Hofmann: Wenn Fischer heute was über die Bedeutung des Gewaltmonopols des Staates sagt, dann hat das mehr Gewicht, weil es in meinen Augen authentisch ist. Natürlich gilt deswegen nicht der Umkehrschluss: Ich müsste Gewalt ausprobieren, um sie später abzulehnen.

Ein Neonazi als Außenminister?

SPIEGEL ONLINE: Haben wir dann in 20 Jahren einen Ex-Neonazi als Außenminister?

Hofmann: Mein Kopf sagt: Ja, das muss möglich sein. Meine Gefühle heute sprechen dagegen. Dafür ist es im Moment zu heftig, was auf der rechtsextremen Seite los ist. Dieser Extremismus, seine Motive und vor allem die rechte Gewalt unterscheidet sich grundsätzlich von 68.

SPIEGEL ONLINE: Was können wir lernen über die Integration von Extremisten?
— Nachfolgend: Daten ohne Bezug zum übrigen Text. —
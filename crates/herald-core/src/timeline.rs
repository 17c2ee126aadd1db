use serde::{Deserialize, Serialize};

use crate::{model::TrackRole, time::format_time_label};

pub const MIN_VISIBLE_SECONDS: f64 = 10.0;
pub const DEFAULT_TICK_DIVISIONS: u32 = 4;

#[derive(Debug, Clone, Copy, Default, Serialize, Deserialize, PartialEq)]
#[serde(default)]
pub struct TimelineInput {
    pub tts_duration_seconds: f64,
    pub bgm_duration_seconds: f64,
    pub bgm_offset_seconds: f64,
    pub fade_in_seconds: f64,
    pub fade_out_seconds: f64,
    pub explicit_bgm_end_seconds: Option<f64>,
}

#[derive(Debug, Clone, Copy, Serialize, Deserialize, PartialEq)]
#[serde(default)]
pub struct TimelineOptions {
    pub min_visible_seconds: f64,
    pub tick_divisions: u32,
    pub tick_margin_percent: f64,
}

impl Default for TimelineOptions {
    fn default() -> Self {
        Self {
            min_visible_seconds: MIN_VISIBLE_SECONDS,
            tick_divisions: DEFAULT_TICK_DIVISIONS,
            tick_margin_percent: 0.0,
        }
    }
}

#[derive(Debug, Clone, Copy, Serialize, Deserialize, PartialEq)]
pub struct SegmentLayout {
    pub role: TrackRole,
    pub start_percent: f64,
    pub width_percent: f64,
}

impl SegmentLayout {
    #[must_use]
    pub fn end_percent(&self) -> f64 {
        self.start_percent + self.width_percent
    }
}

#[derive(Debug, Clone, Serialize, Deserialize, PartialEq)]
pub struct TimeTick {
    pub seconds: f64,
    pub percent: f64,
    pub label: String,
}

#[derive(Debug, Clone, Serialize, Deserialize, PartialEq)]
pub struct TimelineLayout {
    pub total_duration_seconds: f64,
    pub scale_percent_per_second: f64,
    pub segments: Vec<SegmentLayout>,
    pub fade_in_width_percent: f64,
    pub fade_out_width_percent: f64,
    pub ticks: Vec<TimeTick>,
}

impl TimelineLayout {
    #[must_use]
    pub fn segment(&self, role: TrackRole) -> Option<&SegmentLayout> {
        self.segments.iter().find(|segment| segment.role == role)
    }

    #[must_use]
    pub fn fade_in_zone(&self) -> Option<(f64, f64)> {
        let bgm = self.segment(TrackRole::Bgm)?;
        if self.fade_in_width_percent <= 0.0 {
            return None;
        }

        Some((
            bgm.start_percent,
            bgm.width_percent * self.fade_in_width_percent / 100.0,
        ))
    }

    #[must_use]
    pub fn fade_out_zone(&self) -> Option<(f64, f64)> {
        let bgm = self.segment(TrackRole::Bgm)?;
        if self.fade_out_width_percent <= 0.0 {
            return None;
        }

        let width = bgm.width_percent * self.fade_out_width_percent / 100.0;
        Some((bgm.end_percent() - width, width))
    }
}

#[must_use]
pub fn compute_layout(input: &TimelineInput, options: &TimelineOptions) -> TimelineLayout {
    let tts_duration = input.tts_duration_seconds.max(0.0);
    let fade_in = input.fade_in_seconds.max(0.0);
    let fade_out = input.fade_out_seconds.max(0.0);
    let offset = input.bgm_offset_seconds;
    let offset_magnitude = offset.abs();

    let bgm_total_duration = input
        .explicit_bgm_end_seconds
        .unwrap_or(tts_duration + offset_magnitude);
    let min_bgm_duration = tts_duration + fade_in + fade_out;
    let actual_bgm_duration = bgm_total_duration.max(min_bgm_duration);
    let total_duration = actual_bgm_duration;
    let scale = percent_of(1.0, options.min_visible_seconds.max(total_duration));

    let mut segments = Vec::with_capacity(2);
    segments.push(SegmentLayout {
        role: TrackRole::Tts,
        start_percent: 0.0,
        width_percent: percent_of(tts_duration, total_duration),
    });

    let has_bgm = input.bgm_duration_seconds > 0.0;
    let mut fade_in_width_percent = 0.0;
    let mut fade_out_width_percent = 0.0;
    if has_bgm {
        let bgm_start_abs = if offset < 0.0 { offset_magnitude } else { 0.0 };
        segments.push(SegmentLayout {
            role: TrackRole::Bgm,
            start_percent: percent_of(bgm_start_abs, total_duration),
            width_percent: percent_of(actual_bgm_duration, total_duration),
        });

        if offset < 0.0 && fade_in > 0.0 {
            fade_in_width_percent = percent_of(fade_in, offset_magnitude).min(100.0);
        }
        if fade_out > 0.0 {
            fade_out_width_percent =
                percent_of(fade_out, input.bgm_duration_seconds).min(100.0);
        }
    }

    TimelineLayout {
        total_duration_seconds: total_duration,
        scale_percent_per_second: scale,
        segments,
        fade_in_width_percent,
        fade_out_width_percent,
        ticks: build_ticks(total_duration, scale, options),
    }
}

fn build_ticks(total_duration: f64, scale: f64, options: &TimelineOptions) -> Vec<TimeTick> {
    let divisions = options.tick_divisions.max(1);
    (0..=divisions)
        .map(|index| {
            let seconds = total_duration * f64::from(index) / f64::from(divisions);
            TimeTick {
                seconds,
                percent: options.tick_margin_percent + seconds * scale,
                label: format_time_label(seconds),
            }
        })
        .collect()
}

fn percent_of(part: f64, whole: f64) -> f64 {
    if whole > 0.0 { part / whole * 100.0 } else { 0.0 }
}

#[cfg(test)]
mod tests {
    use super::*;

    fn close(left: f64, right: f64) -> bool {
        (left - right).abs() < 1e-9
    }

    #[test]
    fn leading_bgm_layout_matches_worked_example() {
        let layout = compute_layout(
            &TimelineInput {
                tts_duration_seconds: 10.0,
                bgm_duration_seconds: 15.0,
                bgm_offset_seconds: -5.0,
                fade_in_seconds: 2.0,
                fade_out_seconds: 2.0,
                explicit_bgm_end_seconds: None,
            },
            &TimelineOptions::default(),
        );

        assert!(close(layout.total_duration_seconds, 15.0));
        assert!(close(layout.scale_percent_per_second, 100.0 / 15.0));

        let tts = layout.segment(TrackRole::Tts).expect("tts segment");
        assert!(close(tts.start_percent, 0.0));
        assert!(close(tts.width_percent, 10.0 / 15.0 * 100.0));

        let bgm = layout.segment(TrackRole::Bgm).expect("bgm segment");
        assert!(close(bgm.start_percent, 5.0 / 15.0 * 100.0));
        assert!(close(bgm.width_percent, 100.0));

        assert!(close(layout.fade_in_width_percent, 40.0));
        assert!(close(layout.fade_out_width_percent, 2.0 / 15.0 * 100.0));
    }

    #[test]
    fn short_bgm_is_stretched_to_cover_fades() {
        let layout = compute_layout(
            &TimelineInput {
                tts_duration_seconds: 10.0,
                bgm_duration_seconds: 8.0,
                bgm_offset_seconds: 0.0,
                fade_in_seconds: 3.0,
                fade_out_seconds: 4.0,
                explicit_bgm_end_seconds: None,
            },
            &TimelineOptions::default(),
        );

        assert!(close(layout.total_duration_seconds, 17.0));
        assert!(close(layout.fade_in_width_percent, 0.0));
        assert!(layout.fade_in_zone().is_none());
    }

    #[test]
    fn explicit_end_overrides_computed_duration() {
        let layout = compute_layout(
            &TimelineInput {
                tts_duration_seconds: 10.0,
                bgm_duration_seconds: 30.0,
                bgm_offset_seconds: 0.0,
                fade_in_seconds: 0.0,
                fade_out_seconds: 0.0,
                explicit_bgm_end_seconds: Some(24.0),
            },
            &TimelineOptions::default(),
        );

        assert!(close(layout.total_duration_seconds, 24.0));
    }

    #[test]
    fn zero_bgm_duration_renders_only_tts() {
        let layout = compute_layout(
            &TimelineInput {
                tts_duration_seconds: 4.0,
                bgm_offset_seconds: -2.0,
                fade_in_seconds: 1.0,
                fade_out_seconds: 1.0,
                ..TimelineInput::default()
            },
            &TimelineOptions::default(),
        );

        assert_eq!(layout.segments.len(), 1);
        assert!(layout.segment(TrackRole::Bgm).is_none());
        assert!(close(layout.fade_in_width_percent, 0.0));
        assert!(close(layout.fade_out_width_percent, 0.0));
    }

    #[test]
    fn empty_input_never_produces_nan() {
        let layout = compute_layout(&TimelineInput::default(), &TimelineOptions::default());
        assert!(close(layout.total_duration_seconds, 0.0));
        assert!(close(layout.scale_percent_per_second, 10.0));
        for segment in &layout.segments {
            assert!(segment.start_percent.is_finite());
            assert!(segment.width_percent.is_finite());
        }
        assert!(layout.ticks.iter().all(|tick| tick.percent.is_finite()));
    }

    #[test]
    fn ticks_split_timeline_into_quarters() {
        let layout = compute_layout(
            &TimelineInput {
                tts_duration_seconds: 20.0,
                bgm_duration_seconds: 20.0,
                ..TimelineInput::default()
            },
            &TimelineOptions {
                tick_margin_percent: 2.0,
                ..TimelineOptions::default()
            },
        );

        let seconds: Vec<f64> = layout.ticks.iter().map(|tick| tick.seconds).collect();
        assert_eq!(seconds, vec![0.0, 5.0, 10.0, 15.0, 20.0]);
        assert!(close(layout.ticks[0].percent, 2.0));
        assert!(close(layout.ticks[4].percent, 102.0));
        assert_eq!(layout.ticks[2].label, "0:10");
    }

    #[test]
    fn fade_zones_sit_at_segment_edges() {
        let layout = compute_layout(
            &TimelineInput {
                tts_duration_seconds: 10.0,
                bgm_duration_seconds: 20.0,
                bgm_offset_seconds: -10.0,
                fade_in_seconds: 5.0,
                fade_out_seconds: 5.0,
                explicit_bgm_end_seconds: None,
            },
            &TimelineOptions::default(),
        );

        let (in_start, in_width) = layout.fade_in_zone().expect("fade-in zone");
        assert!(close(in_start, 50.0));
        assert!(close(in_width, 50.0));

        let (out_start, out_width) = layout.fade_out_zone().expect("fade-out zone");
        assert!(close(out_width, 25.0));
        assert!(close(out_start + out_width, 150.0));
    }
}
Hofmann: Es gibt auch eine Radikalität der Mitte. Wenn wir nur noch Mitte und keine Außen mehr haben, entsteht keine Reibung mehr. Eine solche Gesellschaft wäre nicht lebendig. Eine Gesellschaft im Wandel hat auch extreme Seiten. Wenn sie sich nicht mehr wandeln kann, hat sie keine Zukunft. Extreme kann man auch als Hinweis auf Mängel in Gesellschaften interpretieren. Eine lebendige Gesellschaft lernt damit umzugehen, sie braucht Impulse, sonst stirbt sie oder wird in sich radikal.